Data supplied below:

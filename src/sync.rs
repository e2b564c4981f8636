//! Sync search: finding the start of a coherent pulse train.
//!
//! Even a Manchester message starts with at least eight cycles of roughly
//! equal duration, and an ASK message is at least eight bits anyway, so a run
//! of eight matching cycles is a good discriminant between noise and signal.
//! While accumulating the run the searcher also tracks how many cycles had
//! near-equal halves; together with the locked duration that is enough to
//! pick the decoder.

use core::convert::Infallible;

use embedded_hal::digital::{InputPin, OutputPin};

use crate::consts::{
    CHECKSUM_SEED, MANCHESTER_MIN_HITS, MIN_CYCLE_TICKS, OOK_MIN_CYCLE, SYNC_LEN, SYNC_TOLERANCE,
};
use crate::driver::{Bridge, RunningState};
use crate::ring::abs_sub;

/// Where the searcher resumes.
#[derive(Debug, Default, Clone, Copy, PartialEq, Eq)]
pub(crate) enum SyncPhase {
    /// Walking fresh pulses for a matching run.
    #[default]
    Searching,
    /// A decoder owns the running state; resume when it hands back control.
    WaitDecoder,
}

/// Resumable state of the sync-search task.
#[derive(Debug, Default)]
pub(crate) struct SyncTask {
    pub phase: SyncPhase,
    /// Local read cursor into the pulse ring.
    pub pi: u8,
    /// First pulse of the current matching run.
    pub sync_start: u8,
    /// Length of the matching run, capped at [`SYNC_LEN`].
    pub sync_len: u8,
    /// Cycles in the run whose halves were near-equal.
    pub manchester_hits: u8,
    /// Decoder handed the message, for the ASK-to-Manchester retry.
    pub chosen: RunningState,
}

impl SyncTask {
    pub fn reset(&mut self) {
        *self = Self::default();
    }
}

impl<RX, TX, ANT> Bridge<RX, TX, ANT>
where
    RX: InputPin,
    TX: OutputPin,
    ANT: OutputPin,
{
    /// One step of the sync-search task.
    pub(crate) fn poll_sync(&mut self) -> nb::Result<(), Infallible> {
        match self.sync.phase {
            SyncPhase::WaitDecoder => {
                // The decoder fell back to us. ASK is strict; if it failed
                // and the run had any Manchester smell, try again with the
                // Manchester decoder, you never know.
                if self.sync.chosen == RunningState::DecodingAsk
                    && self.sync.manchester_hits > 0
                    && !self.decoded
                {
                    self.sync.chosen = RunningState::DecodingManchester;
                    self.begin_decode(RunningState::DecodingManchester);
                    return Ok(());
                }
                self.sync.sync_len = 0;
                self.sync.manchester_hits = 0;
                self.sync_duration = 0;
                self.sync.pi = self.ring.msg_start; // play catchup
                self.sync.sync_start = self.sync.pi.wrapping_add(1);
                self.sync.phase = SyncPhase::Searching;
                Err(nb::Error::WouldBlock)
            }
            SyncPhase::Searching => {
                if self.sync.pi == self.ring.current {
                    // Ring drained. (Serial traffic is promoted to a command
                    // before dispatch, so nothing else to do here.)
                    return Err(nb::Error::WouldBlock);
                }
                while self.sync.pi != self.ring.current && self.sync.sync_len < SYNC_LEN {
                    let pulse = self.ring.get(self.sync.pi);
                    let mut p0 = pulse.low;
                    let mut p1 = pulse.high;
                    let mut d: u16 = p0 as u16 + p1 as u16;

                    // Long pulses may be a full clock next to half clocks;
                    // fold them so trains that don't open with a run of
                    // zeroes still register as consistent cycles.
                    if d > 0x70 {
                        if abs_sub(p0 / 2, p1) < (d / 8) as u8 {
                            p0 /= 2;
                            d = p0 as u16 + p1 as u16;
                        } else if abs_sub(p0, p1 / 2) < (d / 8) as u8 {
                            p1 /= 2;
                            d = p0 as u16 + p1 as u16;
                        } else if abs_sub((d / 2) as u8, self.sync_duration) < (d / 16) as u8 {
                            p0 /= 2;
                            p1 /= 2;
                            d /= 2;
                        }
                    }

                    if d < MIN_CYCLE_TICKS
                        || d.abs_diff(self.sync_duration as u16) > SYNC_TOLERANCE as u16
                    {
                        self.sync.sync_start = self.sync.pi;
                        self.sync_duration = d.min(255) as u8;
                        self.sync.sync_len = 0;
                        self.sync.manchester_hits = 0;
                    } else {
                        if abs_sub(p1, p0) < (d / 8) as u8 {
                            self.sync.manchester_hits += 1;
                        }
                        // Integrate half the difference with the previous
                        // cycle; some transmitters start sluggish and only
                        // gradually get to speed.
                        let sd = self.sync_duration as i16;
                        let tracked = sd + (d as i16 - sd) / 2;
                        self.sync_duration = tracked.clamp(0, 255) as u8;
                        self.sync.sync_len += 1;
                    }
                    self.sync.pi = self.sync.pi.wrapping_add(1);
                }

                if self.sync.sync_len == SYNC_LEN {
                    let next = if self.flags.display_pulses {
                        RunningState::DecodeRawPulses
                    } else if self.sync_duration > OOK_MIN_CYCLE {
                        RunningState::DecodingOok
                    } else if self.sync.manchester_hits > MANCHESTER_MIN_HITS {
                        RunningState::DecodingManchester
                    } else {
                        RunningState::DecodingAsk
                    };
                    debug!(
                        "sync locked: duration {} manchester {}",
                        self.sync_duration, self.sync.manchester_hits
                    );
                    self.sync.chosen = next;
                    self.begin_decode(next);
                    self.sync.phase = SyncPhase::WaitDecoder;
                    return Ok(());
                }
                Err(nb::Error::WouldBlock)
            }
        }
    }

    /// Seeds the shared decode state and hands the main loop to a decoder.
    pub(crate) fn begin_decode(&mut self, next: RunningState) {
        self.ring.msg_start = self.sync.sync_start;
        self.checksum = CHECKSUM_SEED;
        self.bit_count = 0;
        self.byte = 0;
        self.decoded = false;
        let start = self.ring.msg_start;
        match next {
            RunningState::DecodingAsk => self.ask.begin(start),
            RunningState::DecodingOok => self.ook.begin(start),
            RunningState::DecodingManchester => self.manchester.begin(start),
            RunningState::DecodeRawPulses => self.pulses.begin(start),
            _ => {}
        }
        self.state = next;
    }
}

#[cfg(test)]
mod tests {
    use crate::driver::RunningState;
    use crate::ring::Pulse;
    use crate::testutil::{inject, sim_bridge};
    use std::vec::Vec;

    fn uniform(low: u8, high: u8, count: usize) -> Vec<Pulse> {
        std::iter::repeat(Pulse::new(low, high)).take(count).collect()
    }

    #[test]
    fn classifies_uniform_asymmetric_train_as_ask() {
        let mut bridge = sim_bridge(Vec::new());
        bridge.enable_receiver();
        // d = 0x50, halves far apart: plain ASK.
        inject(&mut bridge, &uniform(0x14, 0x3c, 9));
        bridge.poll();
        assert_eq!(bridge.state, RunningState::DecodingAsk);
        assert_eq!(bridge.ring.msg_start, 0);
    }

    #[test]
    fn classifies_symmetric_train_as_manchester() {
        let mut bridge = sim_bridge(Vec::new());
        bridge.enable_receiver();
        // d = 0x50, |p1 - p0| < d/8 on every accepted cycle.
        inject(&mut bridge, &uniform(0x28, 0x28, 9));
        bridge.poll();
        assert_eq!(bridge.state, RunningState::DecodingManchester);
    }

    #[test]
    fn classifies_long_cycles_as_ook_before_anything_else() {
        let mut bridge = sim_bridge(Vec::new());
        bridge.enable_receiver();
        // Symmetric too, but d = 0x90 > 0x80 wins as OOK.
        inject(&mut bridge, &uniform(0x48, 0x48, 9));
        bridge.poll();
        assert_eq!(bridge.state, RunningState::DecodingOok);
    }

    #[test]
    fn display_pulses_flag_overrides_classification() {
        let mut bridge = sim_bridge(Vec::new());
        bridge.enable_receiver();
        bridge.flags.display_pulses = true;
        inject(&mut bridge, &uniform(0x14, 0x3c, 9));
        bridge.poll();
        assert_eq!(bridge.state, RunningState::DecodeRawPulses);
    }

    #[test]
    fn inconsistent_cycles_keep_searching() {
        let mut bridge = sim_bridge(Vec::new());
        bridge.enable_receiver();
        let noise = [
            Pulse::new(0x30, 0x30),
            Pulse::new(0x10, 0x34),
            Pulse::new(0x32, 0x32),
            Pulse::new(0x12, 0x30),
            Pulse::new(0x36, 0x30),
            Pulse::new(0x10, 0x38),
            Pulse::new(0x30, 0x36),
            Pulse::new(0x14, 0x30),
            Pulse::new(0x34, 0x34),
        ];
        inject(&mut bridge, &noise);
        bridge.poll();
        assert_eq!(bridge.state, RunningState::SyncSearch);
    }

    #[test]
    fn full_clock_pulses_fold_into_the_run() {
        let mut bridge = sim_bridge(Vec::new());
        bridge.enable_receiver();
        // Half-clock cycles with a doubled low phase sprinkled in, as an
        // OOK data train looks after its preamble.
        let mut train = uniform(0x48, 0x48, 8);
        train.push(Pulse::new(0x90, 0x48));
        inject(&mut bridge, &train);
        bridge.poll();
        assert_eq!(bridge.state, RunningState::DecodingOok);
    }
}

End of Data supplied.

*Exercise objective*
Your reply must contain exactly the lines from the first line of the data through the line holding "you never know.", and nothing more.

*The answer*
filename src/sync.rs
repository e2b564c4981f8636
//! Sync search: finding the start of a coherent pulse train.
//!
//! Even a Manchester message starts with at least eight cycles of roughly
//! equal duration, and an ASK message is at least eight bits anyway, so a run
//! of eight matching cycles is a good discriminant between noise and signal.
//! While accumulating the run the searcher also tracks how many cycles had
//! near-equal halves; together with the locked duration that is enough to
//! pick the decoder.

use core::convert::Infallible;

use embedded_hal::digital::{InputPin, OutputPin};

use crate::consts::{
    CHECKSUM_SEED, MANCHESTER_MIN_HITS, MIN_CYCLE_TICKS, OOK_MIN_CYCLE, SYNC_LEN, SYNC_TOLERANCE,
};
use crate::driver::{Bridge, RunningState};
use crate::ring::abs_sub;

/// Where the searcher resumes.
#[derive(Debug, Default, Clone, Copy, PartialEq, Eq)]
pub(crate) enum SyncPhase {
    /// Walking fresh pulses for a matching run.
    #[default]
    Searching,
    /// A decoder owns the running state; resume when it hands back control.
    WaitDecoder,
}

/// Resumable state of the sync-search task.
#[derive(Debug, Default)]
pub(crate) struct SyncTask {
    pub phase: SyncPhase,
    /// Local read cursor into the pulse ring.
    pub pi: u8,
    /// First pulse of the current matching run.
    pub sync_start: u8,
    /// Length of the matching run, capped at [`SYNC_LEN`].
    pub sync_len: u8,
    /// Cycles in the run whose halves were near-equal.
    pub manchester_hits: u8,
    /// Decoder handed the message, for the ASK-to-Manchester retry.
    pub chosen: RunningState,
}

impl SyncTask {
    pub fn reset(&mut self) {
        *self = Self::default();
    }
}

impl<RX, TX, ANT> Bridge<RX, TX, ANT>
where
    RX: InputPin,
    TX: OutputPin,
    ANT: OutputPin,
{
    /// One step of the sync-search task.
    pub(crate) fn poll_sync(&mut self) -> nb::Result<(), Infallible> {
        match self.sync.phase {
            SyncPhase::WaitDecoder => {
                // The decoder fell back to us. ASK is strict; if it failed
                // and the run had any Manchester smell, try again with the
                // Manchester decoder, you never know.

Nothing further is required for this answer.